===== Input data
//! Safe casting utilities to prevent overflow on 32-bit systems

use crate::{Error, Result};

/// Safely convert usize to i32 with overflow checking
///
/// # Errors
///
/// Returns an error if the value exceeds `i32::MAX`
pub fn usize_to_i32(value: usize) -> Result<i32> {
    value
        .try_into()
        .map_err(|_| Error::InvalidInput(format!("Value {value} too large to fit in i32")))
}

#[cfg(test)]
mod tests {
    use super::*;
    use proptest::prelude::*;

    #[test]
    fn test_usize_to_i32() {
        assert_eq!(usize_to_i32(42).unwrap(), 42);
        assert_eq!(usize_to_i32(0).unwrap(), 0);
        assert_eq!(usize_to_i32(i32::MAX as usize).unwrap(), i32::MAX);

        // On 64-bit systems, this should fail
        if std::mem::size_of::<usize>() > 4 {
            assert!(usize_to_i32(i32::MAX as usize + 1).is_err());
        }
    }

    proptest! {
        #[test]
        fn prop_usize_to_i32_within_bounds(value in 0..=i32::MAX as usize) {
            let result = usize_to_i32(value);
            prop_assert!(result.is_ok());
            prop_assert_eq!(result.unwrap() as usize, value);
        }
    }
}
//! Utility functions shared across the detector pipeline.

pub mod safe_cast;
//! Build script for detecting system dependencies and providing installation guidance.
//!
//! This script checks for required system libraries (OpenCV, pkg-config) and
//! provides helpful error messages if they are missing.

use std::env;
use std::process::Command;

fn main() {
    println!("cargo:rerun-if-changed=build.rs");

    check_opencv();
    check_pkg_config();

    println!(
        "cargo:rustc-env=BUILD_TARGET={}",
        env::var("TARGET").unwrap_or_default()
    );
    println!("cargo:rustc-env=BUILD_HOST={}", env::var("HOST").unwrap_or_default());
}

fn check_opencv() {
    println!("cargo:rerun-if-env-changed=PKG_CONFIG_PATH");
    println!("cargo:rerun-if-env-changed=OPENCV_LINK_PATHS");
    println!("cargo:rerun-if-env-changed=OPENCV_INCLUDE_PATHS");

    // Try to find OpenCV using pkg-config
    let output = Command::new("pkg-config").args(["--modversion", "opencv4"]).output();

    match output {
        Ok(output) if output.status.success() => {
            let version = String::from_utf8_lossy(&output.stdout);
            println!("cargo:warning=Found OpenCV version: {}", version.trim());
        }
        _ => {
            // Try opencv instead of opencv4
            let output = Command::new("pkg-config").args(["--modversion", "opencv"]).output();

            match output {
                Ok(output) if output.status.success() => {
                    let version = String::from_utf8_lossy(&output.stdout);
                    println!("cargo:warning=Found OpenCV version: {}", version.trim());
                }
                _ => {
                    println!("cargo:warning=OpenCV not found via pkg-config. Make sure OpenCV is installed.");
                    println!("cargo:warning=On Ubuntu: sudo apt-get install libopencv-dev");
                    println!("cargo:warning=On macOS: brew install opencv");
                }
            }
        }
    }
}

fn check_pkg_config() {
    let output = Command::new("pkg-config").arg("--version").output();

    match output {
        Ok(output) if output.status.success() => {
            let version = String::from_utf8_lossy(&output.stdout);
            println!("cargo:warning=Found pkg-config version: {}", version.trim());
        }
        _ => {
            println!("cargo:warning=pkg-config not found. This is required to find system libraries.");
            println!("cargo:warning=On Ubuntu: sudo apt-get install pkg-config");
            println!("cargo:warning=On macOS: brew install pkg-config");
        }
    }
}
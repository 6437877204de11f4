//! Configuration management for the head pose tracker

use crate::{
    constants::{DEFAULT_PRESENCE_THRESHOLD, DEFAULT_SMOOTHING_ALPHA},
    Error, Result,
};
use serde::{Deserialize, Serialize};
use std::path::{Path, PathBuf};

/// Tracker configuration
#[derive(Debug, Clone, Serialize, Deserialize, Default)]
#[serde(default)]
pub struct Config {
    /// Landmark detector configuration
    pub detector: DetectorConfig,

    /// Video-mode smoothing configuration
    pub smoothing: SmoothingConfig,
}

/// Inference running mode
#[derive(Debug, Clone, Copy, PartialEq, Eq, Serialize, Deserialize)]
#[serde(rename_all = "lowercase")]
pub enum RunningMode {
    /// Streaming mode: consecutive frames with increasing timestamps share
    /// temporal smoothing state
    Video,
    /// Every frame is treated independently
    Image,
}

/// Landmark detector configuration
#[derive(Debug, Clone, Serialize, Deserialize)]
pub struct DetectorConfig {
    /// Named model asset to resolve from the download cache
    pub model: String,

    /// Local model file overriding the named asset (skips download)
    pub model_path: Option<PathBuf>,

    /// Inference running mode
    pub running_mode: RunningMode,

    /// Maximum number of tracked faces; only 1 is supported
    pub num_faces: usize,

    /// Minimum face-presence score for a detection (0.0-1.0)
    pub presence_threshold: f32,

    /// Blendshape output; unsupported, must stay disabled
    pub output_blendshapes: bool,
}

/// Video-mode landmark smoothing configuration
#[derive(Debug, Clone, Serialize, Deserialize)]
pub struct SmoothingConfig {
    /// Exponential blend factor in (0, 1]; 1 disables smoothing
    pub alpha: f64,
}

impl Default for DetectorConfig {
    fn default() -> Self {
        Self {
            model: "face_mesh".to_string(),
            model_path: None,
            running_mode: RunningMode::Video,
            num_faces: 1,
            presence_threshold: DEFAULT_PRESENCE_THRESHOLD,
            output_blendshapes: false,
        }
    }
}

impl Default for SmoothingConfig {
    fn default() -> Self {
        Self {
            alpha: DEFAULT_SMOOTHING_ALPHA,
        }
    }
}

impl Config {
    /// Load configuration from a YAML file
    ///
    /// # Errors
    ///
    /// Returns an error if the file cannot be read or parsed
    pub fn from_file<P: AsRef<Path>>(path: P) -> Result<Self> {
        let content = std::fs::read_to_string(path)?;

        serde_yaml::from_str(&content).map_err(|e| Error::ConfigError(format!("Failed to parse config: {e}")))
    }

    /// Save configuration to a YAML file
    ///
    /// # Errors
    ///
    /// Returns an error if serialization or the write fails
    pub fn to_file<P: AsRef<Path>>(&self, path: P) -> Result<()> {
        let content =
            serde_yaml::to_string(self).map_err(|e| Error::ConfigError(format!("Failed to serialize config: {e}")))?;

        std::fs::write(path, content)?;

        Ok(())
    }

    /// Validate configuration
    ///
    /// # Errors
    ///
    /// Returns an error if any field is outside its supported range
    pub fn validate(&self) -> Result<()> {
        if self.detector.model.is_empty() && self.detector.model_path.is_none() {
            return Err(Error::ConfigError(
                "Either a model name or a model path must be set".to_string(),
            ));
        }
        if self.detector.num_faces != 1 {
            return Err(Error::ConfigError(
                "Only single-face tracking is supported (num_faces must be 1)".to_string(),
            ));
        }
        if !(0.0..=1.0).contains(&self.detector.presence_threshold) {
            return Err(Error::ConfigError(
                "Presence threshold must be between 0.0 and 1.0".to_string(),
            ));
        }
        if self.detector.output_blendshapes {
            return Err(Error::ConfigError(
                "Blendshape output is not supported and must stay disabled".to_string(),
            ));
        }
        if !(self.smoothing.alpha > 0.0 && self.smoothing.alpha <= 1.0) {
            return Err(Error::ConfigError(
                "Smoothing alpha must be in (0.0, 1.0]".to_string(),
            ));
        }

        Ok(())
    }
}

/// Example configuration file content
pub const EXAMPLE_CONFIG: &str = r#"# Head Pose Tracker Configuration

# Landmark detector
detector:
  model: "face_mesh"
  model_path: null
  running_mode: "video"
  num_faces: 1
  presence_threshold: 0.5
  output_blendshapes: false

# Video-mode landmark smoothing
smoothing:
  alpha: 0.65
"#;

#[cfg(test)]
mod tests {
    use super::*;

    #[test]
    fn test_default_config_is_valid() {
        let config = Config::default();
        assert!(config.validate().is_ok());
        assert_eq!(config.detector.num_faces, 1);
        assert_eq!(config.detector.running_mode, RunningMode::Video);
        assert!(!config.detector.output_blendshapes);
    }

    #[test]
    fn test_invalid_num_faces() {
        let mut config = Config::default();
        config.detector.num_faces = 2;
        assert!(config.validate().is_err());
    }

    #[test]
    fn test_invalid_presence_threshold() {
        let mut config = Config::default();
        config.detector.presence_threshold = 1.5;
        assert!(config.validate().is_err());
    }

    #[test]
    fn test_blendshapes_must_stay_disabled() {
        let mut config = Config::default();
        config.detector.output_blendshapes = true;
        assert!(config.validate().is_err());
    }

    #[test]
    fn test_invalid_smoothing_alpha() {
        let mut config = Config::default();
        config.smoothing.alpha = 0.0;
        assert!(config.validate().is_err());
        config.smoothing.alpha = 1.5;
        assert!(config.validate().is_err());
    }

    #[test]
    fn test_example_config_parses() {
        let config: Config = serde_yaml::from_str(EXAMPLE_CONFIG).unwrap();
        assert!(config.validate().is_ok());
        assert_eq!(config.detector.model, "face_mesh");
    }
}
==========
Action item => Extract all lines from the data in which "find" is found.

Task output =>
    // Try to find OpenCV using pkg-config
            println!("cargo:warning=pkg-config not found. This is required to find system libraries.");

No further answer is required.